The SPIFFE Runtime Environment (SPIRE) implements SPIFFE. An agent running on each node attests to the workload's identity (using kernel-level attestation or Kubernetes pod metadata) and issues short-lived SVIDs via the SPIFFE Workload API. Services fetch their SVID from the local Unix socket — no static certificate files needed.
# SPIRE server: define a workload entry for the auth service
spire-server entry create \
-spiffeID spiffe://example.org/auth-service \
-parentID spiffe://example.org/node-agent \
-selector k8s:ns:production \
-selector k8s:sa:auth-service \
-ttl 3600
# In Go, fetch the SVID via Workload API
import "github.com/spiffe/go-spiffe/v2/workloadapi"
ctx := context.Background()
client, err := workloadapi.New(ctx, workloadapi.WithAddr("unix:///run/spire/sockets/agent.sock"))
if err != nil { log.Fatal(err) }
defer client.Close()
x509Source, err := workloadapi.NewX509Source(ctx, workloadapi.WithClient(client))
if err != nil { log.Fatal(err) }
tlsConfig := tlsconfig.MTLSServerConfig(x509Source, x509Source, tlsconfig.AuthorizeAny())
Certificate rotation in Kubernetes with cert-manager
cert-manager is the standard way to handle certificate lifecycle in Kubernetes.

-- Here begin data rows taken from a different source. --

//! Solidity grid
//!
//! Per-cell occupancy map gating movement. Anything outside the grid is
//! solid, so callers never need to bounds-check before asking.

use glam::IVec2;

use super::tilemap::{TILE_WALL, Tilemap};

/// Bounds-checked occupancy map over the stage layout
#[derive(Debug, Clone, PartialEq, Eq)]
pub struct SolidityGrid {
    width: i32,
    height: i32,
    cells: Vec<bool>,
}

impl SolidityGrid {
    /// Create an all-free grid
    pub fn new(width: usize, height: usize) -> Self {
        Self {
            width: width as i32,
            height: height as i32,
            cells: vec![false; width * height],
        }
    }

    /// Build the initial grid from a tile map: walls are solid, everything
    /// else starts free (stars mark themselves when they are created).
    pub fn from_tilemap(map: &Tilemap) -> Self {
        let (width, height) = (map.width as i32, map.height as i32);
        let cells = (0..height)
            .flat_map(|y| (0..width).map(move |x| map.tile(x, y) == TILE_WALL))
            .collect();
        Self {
            width,
            height,
            cells,
        }
    }

    pub fn width(&self) -> i32 {
        self.width
    }

    pub fn height(&self) -> i32 {
        self.height
    }

    #[inline]
    fn index(&self, x: i32, y: i32) -> Option<usize> {
        if x < 0 || y < 0 || x >= self.width || y >= self.height {
            return None;
        }
        Some((y * self.width + x) as usize)
    }

    /// Is the cell solid? Out of bounds always is.
    pub fn is_solid(&self, x: i32, y: i32) -> bool {
        self.index(x, y).is_none_or(|i| self.cells[i])
    }

    /// Set a cell's occupancy. Out-of-bounds writes are ignored.
    pub fn set_solid(&mut self, x: i32, y: i32, value: bool) {
        if let Some(i) = self.index(x, y) {
            self.cells[i] = value;
        }
    }

    #[inline]
    pub fn is_solid_at(&self, pos: IVec2) -> bool {
        self.is_solid(pos.x, pos.y)
    }

    #[inline]
    pub fn set_solid_at(&mut self, pos: IVec2, value: bool) {
        self.set_solid(pos.x, pos.y, value);
    }
}

#[cfg(test)]
mod tests {
    use super::*;
    use proptest::prelude::*;

    #[test]
    fn test_grid_set_and_query() {
        let mut grid = SolidityGrid::new(4, 3);
        assert!(!grid.is_solid(2, 1));
        grid.set_solid(2, 1, true);
        assert!(grid.is_solid(2, 1));
        assert!(!grid.is_solid(1, 2));
        grid.set_solid(2, 1, false);
        assert!(!grid.is_solid(2, 1));
    }

    #[test]
    fn test_grid_edges_are_solid() {
        let grid = SolidityGrid::new(4, 3);
        assert!(grid.is_solid(-1, 0));
        assert!(grid.is_solid(0, -1));
        assert!(grid.is_solid(4, 0));
        assert!(grid.is_solid(0, 3));
        assert!(!grid.is_solid(3, 2));
    }

    #[test]
    fn test_grid_from_tilemap_marks_walls_only() {
        let map = Tilemap::new("walls", 3, 1, vec![1, 2, 5]);
        let grid = SolidityGrid::from_tilemap(&map);
        assert!(grid.is_solid(0, 0));
        assert!(!grid.is_solid(1, 0));
        // Stars register themselves later
        assert!(!grid.is_solid(2, 0));
    }

    #[test]
    fn test_grid_from_short_tilemap_is_full_size() {
        let map = Tilemap::new("short", 2, 2, vec![1]);
        let mut grid = SolidityGrid::from_tilemap(&map);
        assert!(grid.is_solid(0, 0));
        assert!(!grid.is_solid(1, 1));
        grid.set_solid(1, 1, true);
        assert!(grid.is_solid(1, 1));
    }

    proptest! {
        #[test]
        fn prop_out_of_bounds_is_solid_and_immutable(
            x in -50i32..50,
            y in -50i32..50,
            value in any::<bool>(),
        ) {
            let mut grid = SolidityGrid::new(7, 5);
            grid.set_solid(3, 3, true);
            let before = grid.clone();
            let inside = (0..7).contains(&x) && (0..5).contains(&y);
            prop_assume!(!inside);

            prop_assert!(grid.is_solid(x, y));
            grid.set_solid(x, y, value);
            prop_assert_eq!(grid, before);
        }
    }
}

It integrates with internal CAs (via a ClusterIssuer pointing to a CA secret) and automates renewal before expiry.
apiVersion: cert-manager.io/v1
kind: Certificate
metadata:
name: auth-service-tls
namespace: production
spec:
secretName: auth-service-tls-secret
duration: 720h # 30 days
renewBefore: 168h # renew 7 days before expiry
subject:
organizations: ["Example Corp"]
commonName: auth-service
dnsNames:
- auth-service
- auth-service.production.svc.cluster.local
issuerRef:
name: internal-ca-issuer
kind: ClusterIssuer
With short certificate lifetimes (30 days) and automated renewal (7 days before expiry), you get near-automatic rotation without operator involvement. Services reload their certificates from the Kubernetes secret on a periodic basis or on file change notification.
Latency overhead
A full TLS 1.3 handshake between two services on the same local network adds roughly 0.3–1ms per new connection. With connection pooling (keep-alive connections), this cost is amortized across hundreds or thousands of requests, dropping to effectively zero for steady-state traffic. The incremental cost of the client certificate verification step in mTLS over standard TLS is negligible — it is a single signature verification operation.
The more significant cost comes from connection establishment rate during pod restarts or traffic spikes when the connection pool is cold. If your services establish connections frequently without pooling, the handshake cost accumulates. Measure with openssl s_time or a service-level p99 latency comparison between mTLS and plaintext to understand your actual overhead before deciding it is too expensive.